Choose questions wisely:
As mentioned by Professor Munish Thakur (the convenor of XAT 2016), they are planning to achieve a higher level of differentiation this year compared to the previous years, and hence have planned to reduce the difficulty of the questions and increased the overall time. They foresee that only the top 100 candidates would be able to complete the paper in the given time. Given this, a good candidate would have attempted 65+ questions (This is just an attempt at predicting it, and a more accurate prediction is possible only after the exam). So, doing well in the exam depends on choosing the questions to leave (Not choosing the questions to attempt as was the case till last year). To be able to do that effectively, you can follow the ABC approach (Classify the questions into “Abhi karo”, “Baad mein karo”, “Chhod do”) during the exam.
Take calculated risk:
Another thing they want is to select the candidates with risk taking ability.

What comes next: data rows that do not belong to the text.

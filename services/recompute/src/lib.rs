//! Recompute Orchestrator
//!
//! Sits between the stores and the matching engine. New fills go into the
//! fill store, every affected account is rematched from all of its fills,
//! and the account's trade set is replaced in one step.
//!
//! # Modules
//! - `config`: timeouts and parallelism, with environment overrides
//! - `error`: `RecomputeError` and retry classification
//! - `recomputer`: per-account serialized recompute and the import pipeline
//! - `determinism`: double-match and idempotent-recompute checks

pub mod config;
pub mod error;
pub mod recomputer;
pub mod determinism;

pub use config::RecomputeConfig;
pub use determinism::{DeterminismVerifier, DivergenceReport};
pub use error::RecomputeError;
pub use recomputer::{ImportSummary, RecomputeReport, Recomputer};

To achieve the same, negative marking for the un attempted questions is introduced (So that this can encourage students to take calculated risk). Though not for avoiding the negative marking (which is anyways not that significant, given that it is only 0.05 per question), my advice would be to take calculated risk. If in any question you are able to eliminate some of the options, and are left with a couple of them, you should go for one of the remaining. It pays off as below.

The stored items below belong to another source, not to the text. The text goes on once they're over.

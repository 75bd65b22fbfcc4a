//! Error types for matrix-shell
//!
//! Error messages name the offending document and line where one is known,
//! so a test author can jump straight to the problem.

use std::io;
use std::path::PathBuf;
use thiserror::Error;

/// Result type alias using our Error type
pub type Result<T> = std::result::Result<T, Error>;

/// Main error type for matrix-shell
#[derive(Error, Debug)]
pub enum Error {
    // === Source Errors ===
    #[error("Matrix document '{}' not found", path.display())]
    DocumentNotFound { path: PathBuf },

    #[error("Included document '{path}' not found. Searched: {searched}")]
    ResourceNotFound { path: String, searched: String },

    #[error("Include cycle: '{}' is already being read", path.display())]
    IncludeCycle { path: PathBuf },

    #[error("'{block}' block opened at {}:{line} has no closing 'end' line", path.display())]
    UnterminatedBlock {
        block: String,
        path: PathBuf,
        line: usize,
    },

    // === Block Data Errors ===
    #[error("Malformed params block: {0}")]
    MalformedAxisData(String),

    #[error("Malformed default_params block: {0}")]
    MalformedDefaultData(String),

    // === Compilation Errors ===
    #[error("Invalid parameter override '{0}'. Expected KEY=VALUE with KEY a shell variable name")]
    InvalidOverride(String),

    #[error("Invalid filter pattern: {0}")]
    InvalidPattern(String),

    // === Execution Errors ===
    #[error("Test {descriptor} failed with exit code {}", code.map_or_else(|| "none (killed by signal)".to_string(), |c| c.to_string()))]
    ScriptExecutionFailure {
        descriptor: String,
        code: Option<i32>,
    },

    #[error("Test {descriptor} timed out after {secs} seconds")]
    ScriptTimeout { descriptor: String, secs: u64 },

    #[error("Script interpreter '{0}' not found on PATH")]
    InterpreterNotFound(String),

    // === Configuration Errors ===
    #[error("Invalid configuration file: {0}")]
    ConfigParse(String),

    // === IO Errors ===
    #[error("IO error: {0}")]
    Io(#[from] io::Error),

    #[error("Failed to read file '{path}': {error}")]
    FileRead { path: String, error: String },

    // === Serialization Errors ===
    #[error("JSON error: {0}")]
    Json(#[from] serde_json::Error),
}

impl Error {
    /// Create a resource not found error listing every location tried
    pub fn resource_not_found<P: AsRef<std::path::Path>>(path: &str, searched: &[P]) -> Self {
        Self::ResourceNotFound {
            path: path.to_string(),
            searched: searched
                .iter()
                .map(|p| p.as_ref().display().to_string())
                .collect::<Vec<_>>()
                .join(", "),
        }
    }

    /// Create an unterminated block error
    pub fn unterminated_block(block: &str, path: &std::path::Path, line: usize) -> Self {
        Self::UnterminatedBlock {
            block: block.to_string(),
            path: path.to_path_buf(),
            line,
        }
    }

    /// Create a file read error
    pub fn file_read(path: &std::path::Path, error: &io::Error) -> Self {
        Self::FileRead {
            path: path.display().to_string(),
            error: error.to_string(),
        }
    }
}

Let’s say in a question, after eliminating three of the options, you are left with option (a) and option (b), and you choose to go for option (a). Then there is a 50% chance that your answer is correct and 50% chance for it to be wrong. If it is correct you get +1, and if it is wrong you get a -0.25. So, your effective return by attempting this question is as follows
0.5(1)-0.5(-0.25) = 0.375.
So, you are better-off attempting as above. This strategy would pay-off if you apply this over a number of questions (5+ questions).
Don’t keep the decision making or DI till the end:
Decision making and DI questions appear in sets. So, don’t keep these till the end, lest you should end – up half solving the sets (and hence can’t answer the questions) before the time is over. Ideally, you should start with VA/QA and end with QA/VA and keep DM in between. Allocate the 170 minutes to the sections keeping in mind your strengths and weaknesses, so as to clear the sectional cut-offs and overall cut-off. Also, keep a buffer time of 10 minutes, so that you can manage any surprises.

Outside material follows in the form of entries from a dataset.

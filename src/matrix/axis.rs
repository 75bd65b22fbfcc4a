//! Parameter axes and their Cartesian product
//!
//! A `params:` block is a YAML mapping of axis name to a list of values:
//!
//! ```yaml
//! mode: [tcp, udp]
//! size: [64, 1500]
//! ```
//!
//! Bindings are produced lazily in depth-first order: the first axis varies
//! slowest and the last axis varies fastest.

use std::fmt;

use serde::ser::{Serialize, SerializeMap, Serializer};
use serde_yaml::Value;

use super::scalar_text;
use crate::common::{Error, Result};

/// A named, ordered list of candidate values for one parameter
#[derive(Debug, Clone, PartialEq, Eq)]
pub struct Axis {
    pub name: String,
    pub values: Vec<String>,
}

impl Axis {
    pub fn new<N, I, V>(name: N, values: I) -> Self
    where
        N: Into<String>,
        I: IntoIterator<Item = V>,
        V: Into<String>,
    {
        Self {
            name: name.into(),
            values: values.into_iter().map(Into::into).collect(),
        }
    }
}

/// Ordered set of axes, in declaration order
#[derive(Debug, Clone, Default, PartialEq, Eq)]
pub struct AxisSet {
    axes: Vec<Axis>,
}

impl AxisSet {
    pub fn new(axes: Vec<Axis>) -> Self {
        Self { axes }
    }

    /// Parse the text of a `params:` block
    ///
    /// An empty block declares no axes.
    pub fn parse(text: &str) -> Result<Self> {
        let doc: Value =
            serde_yaml::from_str(text).map_err(|e| Error::MalformedAxisData(e.to_string()))?;

        let mapping = match doc {
            Value::Null => return Ok(Self::default()),
            Value::Mapping(mapping) => mapping,
            other => {
                return Err(Error::MalformedAxisData(format!(
                    "expected a mapping of axis name to list of values, found {}",
                    kind_of(&other)
                )))
            }
        };

        let mut axes = Vec::with_capacity(mapping.len());
        for (key, value) in &mapping {
            let name = scalar_text(key).ok_or_else(|| {
                Error::MalformedAxisData(format!("axis name must be a scalar, found {}", kind_of(key)))
            })?;

            let Value::Sequence(items) = value else {
                return Err(Error::MalformedAxisData(format!(
                    "axis '{}' must be a list of values, found {}",
                    name,
                    kind_of(value)
                )));
            };

            let values = items
                .iter()
                .map(|item| {
                    scalar_text(item).ok_or_else(|| {
                        Error::MalformedAxisData(format!(
                            "axis '{}' has a non-scalar value ({})",
                            name,
                            kind_of(item)
                        ))
                    })
                })
                .collect::<Result<Vec<_>>>()?;

            axes.push(Axis { name, values });
        }

        Ok(Self { axes })
    }

    pub fn axes(&self) -> &[Axis] {
        &self.axes
    }

    pub fn len(&self) -> usize {
        self.axes.len()
    }

    pub fn is_empty(&self) -> bool {
        self.axes.is_empty()
    }

    /// Number of bindings in the full product, `None` on overflow
    pub fn binding_count(&self) -> Option<usize> {
        self.axes
            .iter()
            .try_fold(1usize, |acc, axis| acc.checked_mul(axis.values.len()))
    }

    /// Lazily generate every binding of the product
    pub fn bindings(&self) -> Bindings<'_> {
        Bindings {
            axes: &self.axes,
            cursor: Vec::new(),
            remaining: self.binding_count(),
            state: State::Fresh,
        }
    }
}

fn kind_of(value: &Value) -> &'static str {
    match value {
        Value::Null => "null",
        Value::Bool(_) => "a boolean",
        Value::Number(_) => "a number",
        Value::String(_) => "a string",
        Value::Sequence(_) => "a list",
        Value::Mapping(_) => "a mapping",
        Value::Tagged(_) => "a tagged value",
    }
}

/// One point of the product: exactly one value per axis, in axis order
///
/// Bindings are plain values. Each one handed out by [`Bindings`] is built
/// fresh, so nothing observed through one binding changes with another.
#[derive(Debug, Clone, Default, PartialEq, Eq)]
pub struct ParameterBinding {
    entries: Vec<(String, String)>,
}

impl ParameterBinding {
    pub fn new(entries: Vec<(String, String)>) -> Self {
        Self { entries }
    }

    /// Value bound to `name`, if that axis exists
    pub fn get(&self, name: &str) -> Option<&str> {
        self.entries
            .iter()
            .find(|(k, _)| k == name)
            .map(|(_, v)| v.as_str())
    }

    /// Entries in declared axis order
    pub fn iter(&self) -> impl Iterator<Item = (&str, &str)> {
        self.entries.iter().map(|(k, v)| (k.as_str(), v.as_str()))
    }

    pub fn len(&self) -> usize {
        self.entries.len()
    }

    pub fn is_empty(&self) -> bool {
        self.entries.is_empty()
    }
}

/// `k=v` pairs separated by spaces, e.g. `mode=tcp size=64`
impl fmt::Display for ParameterBinding {
    fn fmt(&self, f: &mut fmt::Formatter<'_>) -> fmt::Result {
        for (i, (k, v)) in self.iter().enumerate() {
            if i > 0 {
                f.write_str(" ")?;
            }
            write!(f, "{k}={v}")?;
        }
        Ok(())
    }
}

/// Serialized as a map that keeps axis order
impl Serialize for ParameterBinding {
    fn serialize<S: Serializer>(&self, serializer: S) -> std::result::Result<S::Ok, S::Error> {
        let mut map = serializer.serialize_map(Some(self.entries.len()))?;
        for (k, v) in &self.entries {
            map.serialize_entry(k, v)?;
        }
        map.end()
    }
}

#[derive(Debug, Clone, Copy, PartialEq, Eq)]
enum State {
    Fresh,
    Running,
    Done,
}

/// Pull-based depth-first generator over an [`AxisSet`]
///
/// `cursor[d]` is the index of the value currently chosen for axis `d`.
/// Advancing bumps the deepest axis and carries outwards, which yields the
/// same order as recursing over the axes with the last one innermost.
pub struct Bindings<'a> {
    axes: &'a [Axis],
    cursor: Vec<usize>,
    remaining: Option<usize>,
    state: State,
}

impl Bindings<'_> {
    fn current(&self) -> ParameterBinding {
        ParameterBinding {
            entries: self
                .axes
                .iter()
                .zip(&self.cursor)
                .map(|(axis, &i)| (axis.name.clone(), axis.values[i].clone()))
                .collect(),
        }
    }

    /// Move the cursor to the next point, returning false when exhausted
    fn advance(&mut self) -> bool {
        for depth in (0..self.axes.len()).rev() {
            self.cursor[depth] += 1;
            if self.cursor[depth] < self.axes[depth].values.len() {
                return true;
            }
            self.cursor[depth] = 0;
        }
        false
    }
}

impl Iterator for Bindings<'_> {
    type Item = ParameterBinding;

    fn next(&mut self) -> Option<ParameterBinding> {
        match self.state {
            State::Done => return None,
            State::Fresh => {
                if self.axes.iter().any(|axis| axis.values.is_empty()) {
                    self.state = State::Done;
                    return None;
                }
                self.cursor = vec![0; self.axes.len()];
                self.state = State::Running;
            }
            State::Running => {
                if !self.advance() {
                    self.state = State::Done;
                    return None;
                }
            }
        }

        if let Some(remaining) = self.remaining.as_mut() {
            *remaining = remaining.saturating_sub(1);
        }
        Some(self.current())
    }

    fn size_hint(&self) -> (usize, Option<usize>) {
        match (self.state, self.remaining) {
            (State::Done, _) => (0, Some(0)),
            (_, Some(n)) => (n, Some(n)),
            (_, None) => (usize::MAX, None),
        }
    }
}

Don’t be complacent regarding GK and Essay Writing:
Even though GK and essay writing scores are not considered for shortlisting the candidates for the second stage, it is very important for the overall selection. If you go through the previous XAT papers, 40 – 50% of the GK questions are current affairs (XAT 2014 is an exception), and the rest are static GK questions. Also a majority of these questions are based on business and economy (companies and products, imports exports, monetary policy, CPI, WPI etc.). Given this and considering the limited time left for the preparation, select the content wisely. The GK section doesn’t have negative marking – use it to your advantage.
I have seen some students with low GK scores not getting selected in XLRI despite having a good XAT percentile. One thing is that GK scores are considered for final selection (Though subjectively – it doesn’t have a fixed weightage), and the other thing is that a low GK score could create a bias against your candidature during the selection process. So, give the due respect it deserves!
Coming to the Essay Writing part, if you have been reading editorials regularly, this won’t be a difficult thing for you. What is tested in this is the thought process, logical flow of ideas supported with facts, and the language proficiency. In other words, you just have to write an editorial about the topic given. Given that you have limited time to finish it in the exam, practice writing a couple of essays (Do this exercise: Go through the editorials of any newspaper, understand the flow and the way of writing, pick up a topic of your choice, write an editorial on it, and get it reviewed by your friends or self-review it).
Hope this helps! Wish you all a happy new year and all the best for XAT!